Ceres is the largest object in the asteroid belt between Mars and Jupiter and has its own gravity, allowing the Nasa Dawn spacecraft to capture high-resolution images of its surface.
Now a team of scientists from the United States and Europe has analyzed the transitions from the orbital ship, captured about 35km (22 miles) from the meteorite.
They focused on Occator crater 20 million years old and determined that there was a “vast reservoir” of salt water below its surface.
Several studies published on Monday in the journals Nature Astronomy, Nature Geoscience and Nature Communications also shed more light on the dwarf planet, discovered by Italian generalist Giuseppe Piazzi in 1801.
Using infrared images, a team of researchers discovered the presence of the compound hydrohalite – a substance common in sea ice but so far has never been observed off Earth.

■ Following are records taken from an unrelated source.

//! Atom 1.0 feeds, with Atom 0.3 fallbacks on parse.
//!
//! The same extractors and generators also serve the `atom:` namespace
//! embedded in RSS and RDF documents; see [`crate::namespaces::atom`].

use chrono::{DateTime, Utc};
use serde::{Deserialize, Serialize};

use crate::namespaces::{dc, georss, itunes, media, podcast, slash, sy};

mod generate;
mod parse;

pub use generate::generate;
pub(crate) use generate::{generate_entry_fields, generate_feed_fields};
pub use parse::parse;
pub(crate) use parse::{parse_entry_fields, parse_feed_fields};

/// Default namespace declared on generated `<feed>` roots.
pub const ATOM_NAMESPACE_URI: &str = "http://www.w3.org/2005/Atom";

#[derive(Debug, Clone, Default, PartialEq, Serialize, Deserialize)]
pub struct Link {
    #[serde(skip_serializing_if = "Option::is_none")]
    pub href: Option<String>,
    #[serde(skip_serializing_if = "Option::is_none")]
    pub rel: Option<String>,
    #[serde(rename = "type", skip_serializing_if = "Option::is_none")]
    pub kind: Option<String>,
    #[serde(skip_serializing_if = "Option::is_none")]
    pub hreflang: Option<String>,
    #[serde(skip_serializing_if = "Option::is_none")]
    pub title: Option<String>,
    #[serde(skip_serializing_if = "Option::is_none")]
    pub length: Option<f64>,
}

#[derive(Debug, Clone, Default, PartialEq, Serialize, Deserialize)]
pub struct Person {
    #[serde(skip_serializing_if = "Option::is_none")]
    pub name: Option<String>,
    #[serde(skip_serializing_if = "Option::is_none")]
    pub uri: Option<String>,
    #[serde(skip_serializing_if = "Option::is_none")]
    pub email: Option<String>,
}

#[derive(Debug, Clone, Default, PartialEq, Serialize, Deserialize)]
pub struct Category {
    #[serde(skip_serializing_if = "Option::is_none")]
    pub term: Option<String>,
    #[serde(skip_serializing_if = "Option::is_none")]
    pub scheme: Option<String>,
    #[serde(skip_serializing_if = "Option::is_none")]
    pub label: Option<String>,
}

#[derive(Debug, Clone, Default, PartialEq, Serialize, Deserialize)]
pub struct Generator {
    #[serde(skip_serializing_if = "Option::is_none")]
    pub text: Option<String>,
    #[serde(skip_serializing_if = "Option::is_none")]
    pub uri: Option<String>,
    #[serde(skip_serializing_if = "Option::is_none")]
    pub version: Option<String>,
}

/// Metadata of the feed an entry was copied from.
#[derive(Debug, Clone, Default, PartialEq, Serialize, Deserialize)]
pub struct Source {
    #[serde(skip_serializing_if = "Option::is_none")]
    pub authors: Option<Vec<Person>>,
    #[serde(skip_serializing_if = "Option::is_none")]
    pub categories: Option<Vec<Category>>,
    #[serde(skip_serializing_if = "Option::is_none")]
    pub contributors: Option<Vec<Person>>,
    #[serde(skip_serializing_if = "Option::is_none")]
    pub generator: Option<Generator>,
    #[serde(skip_serializing_if = "Option::is_none")]
    pub icon: Option<String>,
    #[serde(skip_serializing_if = "Option::is_none")]
    pub id: Option<String>,
    #[serde(skip_serializing_if = "Option::is_none")]
    pub links: Option<Vec<Link>>,
    #[serde(skip_serializing_if = "Option::is_none")]
    pub logo: Option<String>,
    #[serde(skip_serializing_if = "Option::is_none")]
    pub rights: Option<String>,
    #[serde(skip_serializing_if = "Option::is_none")]
    pub subtitle: Option<String>,
    #[serde(skip_serializing_if = "Option::is_none")]
    pub title: Option<String>,
    #[serde(skip_serializing_if = "Option::is_none")]
    pub updated: Option<DateTime<Utc>>,
}

#[derive(Debug, Clone, Default, PartialEq, Serialize, Deserialize)]
pub struct Entry {
    #[serde(skip_serializing_if = "Option::is_none")]
    pub authors: Option<Vec<Person>>,
    #[serde(skip_serializing_if = "Option::is_none")]
    pub categories: Option<Vec<Category>>,
    #[serde(skip_serializing_if = "Option::is_none")]
    pub content: Option<String>,
    #[serde(skip_serializing_if = "Option::is_none")]
    pub contributors: Option<Vec<Person>>,
    #[serde(skip_serializing_if = "Option::is_none")]
    pub id: Option<String>,
    #[serde(skip_serializing_if = "Option::is_none")]
    pub links: Option<Vec<Link>>,
    #[serde(skip_serializing_if = "Option::is_none")]
    pub published: Option<DateTime<Utc>>,
    #[serde(skip_serializing_if = "Option::is_none")]
    pub rights: Option<String>,
    #[serde(skip_serializing_if = "Option::is_none")]
    pub source: Option<Source>,
    #[serde(skip_serializing_if = "Option::is_none")]
    pub summary: Option<String>,
    #[serde(skip_serializing_if = "Option::is_none")]
    pub title: Option<String>,
    #[serde(skip_serializing_if = "Option::is_none")]
    pub updated: Option<DateTime<Utc>>,
    #[serde(skip_serializing_if = "Option::is_none")]
    pub dc: Option<dc::ItemOrFeed>,
    #[serde(skip_serializing_if = "Option::is_none")]
    pub slash: Option<slash::Item>,
    #[serde(skip_serializing_if = "Option::is_none")]
    pub itunes: Option<itunes::Item>,
    #[serde(skip_serializing_if = "Option::is_none")]
    pub podcast: Option<podcast::Item>,
    #[serde(skip_serializing_if = "Option::is_none")]
    pub media: Option<media::ItemOrFeed>,
    #[serde(skip_serializing_if = "Option::is_none")]
    pub georss: Option<georss::ItemOrFeed>,
}

#[derive(Debug, Clone, Default, PartialEq, Serialize, Deserialize)]
pub struct Feed {
    #[serde(skip_serializing_if = "Option::is_none")]
    pub authors: Option<Vec<Person>>,
    #[serde(skip_serializing_if = "Option::is_none")]
    pub categories: Option<Vec<Category>>,
    #[serde(skip_serializing_if = "Option::is_none")]
    pub contributors: Option<Vec<Person>>,
    #[serde(skip_serializing_if = "Option::is_none")]
    pub generator: Option<Generator>,
    #[serde(skip_serializing_if = "Option::is_none")]
    pub icon: Option<String>,
    #[serde(skip_serializing_if = "Option::is_none")]
    pub id: Option<String>,
    #[serde(skip_serializing_if = "Option::is_none")]
    pub links: Option<Vec<Link>>,
    #[serde(skip_serializing_if = "Option::is_none")]
    pub logo: Option<String>,
    #[serde(skip_serializing_if = "Option::is_none")]
    pub rights: Option<String>,
    #[serde(skip_serializing_if = "Option::is_none")]
    pub subtitle: Option<String>,
    #[serde(skip_serializing_if = "Option::is_none")]
    pub title: Option<String>,
    #[serde(skip_serializing_if = "Option::is_none")]
    pub updated: Option<DateTime<Utc>>,
    #[serde(skip_serializing_if = "Option::is_none")]
    pub entries: Option<Vec<Entry>>,
    #[serde(skip_serializing_if = "Option::is_none")]
    pub dc: Option<dc::ItemOrFeed>,
    #[serde(skip_serializing_if = "Option::is_none")]
    pub sy: Option<sy::Feed>,
    #[serde(skip_serializing_if = "Option::is_none")]
    pub itunes: Option<itunes::Feed>,
    #[serde(skip_serializing_if = "Option::is_none")]
    pub podcast: Option<podcast::Feed>,
    #[serde(skip_serializing_if = "Option::is_none")]
    pub media: Option<media::ItemOrFeed>,
    #[serde(skip_serializing_if = "Option::is_none")]
    pub georss: Option<georss::ItemOrFeed>,
}

/// How the Atom vocabulary is being read or written: as the document
/// itself, or embedded in another format under the `atom:` prefix.
#[derive(Debug, Clone, Copy, PartialEq, Eq)]
pub(crate) struct Dialect {
    /// Key prefix, `""` or `"atom:"`.
    pub prefix: &'static str,
    /// Standalone documents also carry other namespaces and entries.
    pub standalone: bool,
}

impl Dialect {
    pub const STANDALONE: Dialect = Dialect {
        prefix: "",
        standalone: true,
    };

    pub const PREFIXED_STANDALONE: Dialect = Dialect {
        prefix: "atom:",
        standalone: true,
    };

    pub const EMBEDDED: Dialect = Dialect {
        prefix: "atom:",
        standalone: false,
    };

    pub fn key(&self, name: &str) -> String {
        format!("{}{}", self.prefix, name)
    }
}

Maria Cristina De Sanctis, from Rome’s National Institute for Astrophysics, said hydrohalite was a clear sign that Ceres once had seawater.
“Now we can say that Ceres is a sort of ocean world, as well as some of the moons of Saturn and Jupiter,” she told AFP.
The salt mines look like they have accumulated over the past 2 million years – blink in space time, the team said.
This suggests that salt water could still go up from within the planet, which De Sanctis said could have profound implications in future studies.
“The material found on the Ceres is extremely important in astrophysiology,” she said.
“We know that these minerals are all necessary for the appearance of life.”
Writing in an accompanying commentary, Julie Castillo-Rogez, from the California Institute of Technology’s Jet Propulsion Laboratory, says the discovery of hydrohalite is a “suction gun” for ongoing water activity. .
“That material was unstable on the surface of the Ceres, and therefore had to be replaced very recently,” she said.
In a separate paper, researchers in the US analyzed images of Occator crater and discovered that its mounds and hills may have formed when water erupted due to the impact of a closed meteor. ice on the surface.
The authors say their findings suggest such water-freezing processes “go beyond Earth and Mars, and have been active on the Ceres in the geologically recent past”.